**WHAT YOU HAVE TO DO**: Starting with the first line below, reproduce each line exactly until you have included the one bearing "pub struct EventHandlers".

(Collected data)
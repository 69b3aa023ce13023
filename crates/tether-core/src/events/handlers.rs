//! Caller callback table
//!
//! Each slot is optional; an empty slot simply means nobody is listening
//! for that kind of update. Handlers never run concurrently with each other
//! and see updates in the order they were applied, on whichever task is
//! draining the dispatcher's outbox. They must not block: a slow handler
//! delays every later update for its coordinator.

use std::fmt;
use std::sync::Arc;

use crate::permission::PermissionRequest;
use crate::recovery::RateLimitSignal;
use crate::tools::ToolCall;
use crate::types::StateChange;

pub type DeltaHandler = Arc<dyn Fn(&str) + Send + Sync>;
pub type ToolHandler = Arc<dyn Fn(&ToolCall) + Send + Sync>;
pub type PermissionHandler = Arc<dyn Fn(&PermissionRequest) + Send + Sync>;
pub type StateHandler = Arc<dyn Fn(&StateChange) + Send + Sync>;
pub type RateLimitHandler = Arc<dyn Fn(&RateLimitSignal) + Send + Sync>;

/// An update produced while the session lock was held, delivered after it
/// is released
#[derive(Debug, Clone, PartialEq)]
pub enum Notification {
    StateChanged(StateChange),
    ThinkingDelta(String),
    ContentDelta(String),
    ToolUpdated(ToolCall),
    PermissionRequested(PermissionRequest),
    RateLimited(RateLimitSignal),
}

#[derive(Clone, Default)]
pub struct EventHandlers {
    pub on_state_change: Option<StateHandler>,
    pub on_thinking_delta: Option<DeltaHandler>,
    pub on_content_delta: Option<DeltaHandler>,
    pub on_tool_update: Option<ToolHandler>,
    pub on_permission_request: Option<PermissionHandler>,
    pub on_rate_limit: Option<RateLimitHandler>,
}

impl EventHandlers {
    pub fn new() -> Self {
        Self::default()
    }

    /// Invoke the handler matching a notification, if one is registered
    pub fn notify(&self, notification: &Notification) {
        match notification {
            Notification::StateChanged(change) => {
                if let Some(handler) = &self.on_state_change {
                    handler(change);
                }
            }
            Notification::ThinkingDelta(delta) => {
                if let Some(handler) = &self.on_thinking_delta {
                    handler(delta);
                }
            }
            Notification::ContentDelta(delta) => {
                if let Some(handler) = &self.on_content_delta {
                    handler(delta);
                }
            }
            Notification::ToolUpdated(call) => {
                if let Some(handler) = &self.on_tool_update {
                    handler(call);
                }
            }
            Notification::PermissionRequested(request) => {
                if let Some(handler) = &self.on_permission_request {
                    handler(request);
                }
            }
            Notification::RateLimited(signal) => {
                if let Some(handler) = &self.on_rate_limit {
                    handler(signal);
                }
            }
        }
    }

    pub fn notify_all(&self, notifications: &[Notification]) {
        for notification in notifications {
            self.notify(notification);
        }
    }
}

impl fmt::Debug for EventHandlers {
    fn fmt(&self, f: &mut fmt::Formatter<'_>) -> fmt::Result {
        f.debug_struct("EventHandlers")
            .field("on_state_change", &self.on_state_change.is_some())
            .field("on_thinking_delta", &self.on_thinking_delta.is_some())
            .field("on_content_delta", &self.on_content_delta.is_some())
            .field("on_tool_update", &self.on_tool_update.is_some())
            .field("on_permission_request", &self.on_permission_request.is_some())
            .field("on_rate_limit", &self.on_rate_limit.is_some())
            .finish()
    }
}
//! Tether command-line interface
//!
//! Drives a streaming session against an HTTP agent service: open the event
//! stream, send a message, and render reasoning, content, tool activity and
//! permission requests as they arrive.

mod args;
mod commands;
mod console;
mod router;
mod settings;

use clap::Parser;
use tracing_subscriber::EnvFilter;

use args::Cli;

#[tokio::main]
async fn main() -> anyhow::Result<()> {
    let cli = Cli::parse();
    init_tracing(&cli);
    router::route(cli).await
}

fn init_tracing(cli: &Cli) {
    let default_level = if cli.verbose { "debug" } else { "warn" };
    let filter =
        EnvFilter::try_from_default_env().unwrap_or_else(|_| EnvFilter::new(default_level));

    // Logs go to stderr so streamed output on stdout stays clean
    if cli.json_logs {
        tracing_subscriber::fmt()
            .json()
            .with_env_filter(filter)
            .with_writer(std::io::stderr)
            .init();
    } else {
        tracing_subscriber::fmt()
            .with_env_filter(filter)
            .with_writer(std::io::stderr)
            .init();
    }
}
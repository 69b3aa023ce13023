//! From trait implementations for TetherError conversions

use super::types::TetherError;

impl From<toml::de::Error> for TetherError {
    fn from(error: toml::de::Error) -> Self {
        Self::config_with_context(error.to_string(), "TOML parse")
    }
}
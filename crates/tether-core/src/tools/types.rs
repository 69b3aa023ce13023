//! Tool call tracking types

use chrono::{DateTime, Utc};
use serde::{Deserialize, Serialize};
use serde_json::Value;
use std::collections::HashMap;
use std::time::Duration;

/// Lifecycle status of a remote tool execution
#[derive(Debug, Clone, Copy, PartialEq, Eq, Hash, Default, Serialize, Deserialize)]
#[serde(rename_all = "snake_case")]
pub enum ToolStatus {
    #[default]
    Pending,
    Running,
    Completed,
    Error,
}

impl ToolStatus {
    /// Parse a status string as sent by the service
    ///
    /// Unrecognised values map to `Pending` so a new status name never
    /// fails a whole event.
    pub fn parse(raw: &str) -> Self {
        match raw.trim().to_ascii_lowercase().as_str() {
            "running" | "in_progress" | "executing" => Self::Running,
            "completed" | "complete" | "success" | "succeeded" | "done" => Self::Completed,
            "error" | "failed" | "failure" => Self::Error,
            _ => Self::Pending,
        }
    }

    pub fn as_str(&self) -> &'static str {
        match self {
            Self::Pending => "pending",
            Self::Running => "running",
            Self::Completed => "completed",
            Self::Error => "error",
        }
    }

    pub fn is_finished(&self) -> bool {
        matches!(self, Self::Completed | Self::Error)
    }
}

/// One invocation of an external capability by the remote agent
#[derive(Debug, Clone, PartialEq, Serialize, Deserialize)]
pub struct ToolCall {
    pub id: String,
    pub name: String,
    pub description: String,
    pub status: ToolStatus,
    pub parameters: HashMap<String, Value>,
    pub result: Option<String>,
    pub error: Option<String>,
    pub started_at: Option<DateTime<Utc>>,
    pub ended_at: Option<DateTime<Utc>>,
}

impl ToolCall {
    pub fn new(id: impl Into<String>, name: impl Into<String>) -> Self {
        Self {
            id: id.into(),
            name: name.into(),
            description: String::new(),
            status: ToolStatus::Pending,
            parameters: HashMap::new(),
            result: None,
            error: None,
            started_at: None,
            ended_at: None,
        }
    }

    /// Wall-clock execution time, defined only once both ends are known
    pub fn duration(&self) -> Option<Duration> {
        match (self.started_at, self.ended_at) {
            (Some(start), Some(end)) => (end - start).to_std().ok(),
            _ => None,
        }
    }

    pub fn is_running(&self) -> bool {
        self.status == ToolStatus::Running
    }
}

**SOLUTION TO THIS EXERCISE**:
repository 69b3aa023ce13023
filename crates/tether-core/src/events/handlers.rs
//! Caller callback table
//!
//! Each slot is optional; an empty slot simply means nobody is listening
//! for that kind of update. Handlers never run concurrently with each other
//! and see updates in the order they were applied, on whichever task is
//! draining the dispatcher's outbox. They must not block: a slow handler
//! delays every later update for its coordinator.

use std::fmt;
use std::sync::Arc;

use crate::permission::PermissionRequest;
use crate::recovery::RateLimitSignal;
use crate::tools::ToolCall;
use crate::types::StateChange;

pub type DeltaHandler = Arc<dyn Fn(&str) + Send + Sync>;
pub type ToolHandler = Arc<dyn Fn(&ToolCall) + Send + Sync>;
pub type PermissionHandler = Arc<dyn Fn(&PermissionRequest) + Send + Sync>;
pub type StateHandler = Arc<dyn Fn(&StateChange) + Send + Sync>;
pub type RateLimitHandler = Arc<dyn Fn(&RateLimitSignal) + Send + Sync>;

/// An update produced while the session lock was held, delivered after it
/// is released
#[derive(Debug, Clone, PartialEq)]
pub enum Notification {
    StateChanged(StateChange),
    ThinkingDelta(String),
    ContentDelta(String),
    ToolUpdated(ToolCall),
    PermissionRequested(PermissionRequest),
    RateLimited(RateLimitSignal),
}

#[derive(Clone, Default)]
pub struct EventHandlers {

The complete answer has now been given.